É disso que se trata. Há, simplesmente, uma guerra contra o estado de direito neste país, comandada pelas forças que não podem conviver com ele. Lula e o seu sistema de apoio não querem a democracia. Recusam-se, abertamente, a cumprir a lei e a aceitar decisões legítimas da Justiça; sabem que não têm futuro num regime democrático, com poderes independentes, Lava-Jato, imprensa livre e o restante do pacote. Estar no governo, para essa gente, não é a mesma coisa que seria para você. Eles precisam estar no governo. Não só para ter empregos, fazer negócios e ganhar dinheiro da Odebrecht, mas porque enfiar-se no poder é a diferença entre estar dentro ou fora da cadeia. É por isso que os senadores petistas Lindbergh Farias e Gleisi Hoffmann, entre outros, se agitam tanto. Se as leis continuarem a ser normalmente aplicadas, eles poderão ter diante de si, em breve, ações penais duríssimas.
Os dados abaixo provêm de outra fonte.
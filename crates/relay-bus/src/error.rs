//! Error types for the relay bus.
//!
//! | Kind | Type | Surfaced by |
//! |------|------|-------------|
//! | Transport | [`BrokerError`] | every broker call |
//! | Provisioning | [`ProvisioningError`] | `Provisioner`, `Writer::new`, `Reader::new` |
//! | Serialization | [`WriteError::Serialization`], [`ProvisioningError::PolicyEncoding`] | single operation |
//! | Decode | [`DecodeError`] inside [`ReadError::Decode`] | `Reader::read`, `Reader::poll_once` |

use std::fmt;

use thiserror::Error;

use crate::config::ConfigError;
use crate::domain::Receipt;

/// Classified failure returned by a broker provider.
#[derive(Debug, Error, Clone, PartialEq, Eq)]
pub enum BrokerError {
    /// The broker could not be reached or timed out. Expected to clear.
    #[error("Broker unavailable: {0}")]
    Unavailable(String),

    /// The addressed topic or queue does not exist.
    #[error("Resource not found: {0}")]
    NotFound(String),

    /// The receipt was already committed, expired, or never issued.
    #[error("Invalid receipt: {0}")]
    InvalidReceipt(String),

    /// The broker refused the request.
    #[error("Request rejected: {0}")]
    Rejected(String),
}

impl BrokerError {
    /// Returns true for conditions a caller may retry without change.
    #[must_use]
    pub fn is_transient(&self) -> bool {
        matches!(self, Self::Unavailable(_))
    }
}

/// Provisioning step that failed.
#[derive(Debug, Clone, Copy, PartialEq, Eq, Hash)]
pub enum ProvisioningStep {
    /// Configuration check before any broker call.
    Configure,
    /// Topic create-or-get.
    Topic,
    /// Queue create-or-get.
    Queue,
    /// Queue resource identifier lookup.
    ResourceId,
    /// Topic-to-queue subscription.
    Subscribe,
    /// Access policy installation.
    Authorize,
}

impl fmt::Display for ProvisioningStep {
    fn fmt(&self, f: &mut fmt::Formatter<'_>) -> fmt::Result {
        let label = match self {
            Self::Configure => "validate configuration for",
            Self::Topic => "ensure topic",
            Self::Queue => "ensure queue",
            Self::ResourceId => "resolve resource id of",
            Self::Subscribe => "subscribe queue to",
            Self::Authorize => "authorize delivery into",
        };
        f.write_str(label)
    }
}

/// Provisioning failed. Steps completed before the failure are not undone.
#[derive(Debug, Error)]
pub enum ProvisioningError {
    #[error("Invalid bus configuration: {0}")]
    Config(#[from] ConfigError),

    #[error("Failed to {step} `{resource}`: {source}")]
    Broker {
        step: ProvisioningStep,
        resource: String,
        #[source]
        source: BrokerError,
    },

    #[error("Failed to encode access policy for `{queue}`: {source}")]
    PolicyEncoding {
        queue: String,
        #[source]
        source: serde_json::Error,
    },
}

impl ProvisioningError {
    /// The step that aborted provisioning.
    #[must_use]
    pub fn step(&self) -> ProvisioningStep {
        match self {
            Self::Config(_) => ProvisioningStep::Configure,
            Self::Broker { step, .. } => *step,
            Self::PolicyEncoding { .. } => ProvisioningStep::Authorize,
        }
    }
}

/// Publishing an event failed. Never retried internally.
#[derive(Debug, Error)]
pub enum WriteError {
    #[error("Failed to serialize event {event_id}: {source}")]
    Serialization {
        event_id: String,
        #[source]
        source: serde_json::Error,
    },

    #[error("Failed to publish to {topic}: {source}")]
    Transport {
        topic: String,
        #[source]
        source: BrokerError,
    },
}

/// A received body did not parse.
#[derive(Debug, Error)]
pub enum DecodeError {
    /// Outer broker delivery wrapper.
    #[error("Malformed delivery wrapper: {0}")]
    Wrapper(#[source] serde_json::Error),

    /// Inner event envelope carried in the wrapper's `Message` field.
    #[error("Malformed event envelope: {0}")]
    Envelope(#[source] serde_json::Error),
}

/// Reading from a queue failed.
#[derive(Debug, Error)]
pub enum ReadError {
    /// The message arrived but did not decode. The receipt is still valid,
    /// so the caller may commit it to drop a poison message.
    #[error("Failed to decode message (receipt {receipt}): {source}")]
    Decode {
        receipt: Receipt,
        #[source]
        source: DecodeError,
    },

    /// Receive failed. `read()` retries transient failures and returns
    /// permanent ones.
    #[error("Receive failed: {0}")]
    Transport(#[source] BrokerError),

    #[error("Read cancelled by shutdown")]
    Cancelled,
}

impl ReadError {
    /// Receipt of the undecodable message, if this is a decode failure.
    #[must_use]
    pub fn receipt(&self) -> Option<&Receipt> {
        match self {
            Self::Decode { receipt, .. } => Some(receipt),
            Self::Transport(_) | Self::Cancelled => None,
        }
    }
}

/// Acknowledging a message failed.
#[derive(Debug, Error)]
#[error("Failed to commit receipt {receipt}: {source}")]
pub struct CommitError {
    pub receipt: Receipt,
    #[source]
    pub source: BrokerError,
}

#[cfg(test)]
mod tests {
    use super::*;

    #[test]
    fn test_only_unavailable_is_transient() {
        assert!(BrokerError::Unavailable("timeout".into()).is_transient());
        assert!(!BrokerError::NotFound("q".into()).is_transient());
        assert!(!BrokerError::InvalidReceipt("r".into()).is_transient());
        assert!(!BrokerError::Rejected("denied".into()).is_transient());
    }

    #[test]
    fn test_provisioning_error_display() {
        let err = ProvisioningError::Broker {
            step: ProvisioningStep::Subscribe,
            resource: "orders".into(),
            source: BrokerError::Rejected("denied".into()),
        };
        assert_eq!(
            err.to_string(),
            "Failed to subscribe queue to `orders`: Request rejected: denied"
        );
        assert_eq!(err.step(), ProvisioningStep::Subscribe);
    }

    #[test]
    fn test_config_error_maps_to_configure_step() {
        let err = ProvisioningError::from(ConfigError::ZeroErrorBackoff);
        assert_eq!(err.step(), ProvisioningStep::Configure);
        assert!(err.to_string().starts_with("Invalid bus configuration: "));
    }

    #[test]
    fn test_read_error_receipt() {
        let source = serde_json::from_str::<serde_json::Value>("{").unwrap_err();
        let err = ReadError::Decode {
            receipt: Receipt::new("r-1"),
            source: DecodeError::Wrapper(source),
        };
        assert_eq!(err.receipt().map(Receipt::as_str), Some("r-1"));
        assert!(ReadError::Cancelled.receipt().is_none());
    }
}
É por isso que o deputado Wadih Damous, também do PT, disse outro dia que “é preciso fechar o Supremo Tribunal Federal” — depois de reconhecer que o ministro Gilmar é um “aliado” do partido. (O deputado não esclareceu o que pretende fazer com ele, mais os Toffolis, Lewandowskis e similares, depois de fechar o STF.)

O mundo político e a elite, caídos de quatro no chão, olham em silêncio para tudo isso, aterrorizados por Lula e assustados com a voz da tropa. Quando quiserem reclamar, poderão se ver reclamando tarde demais e em muito pouca companhia.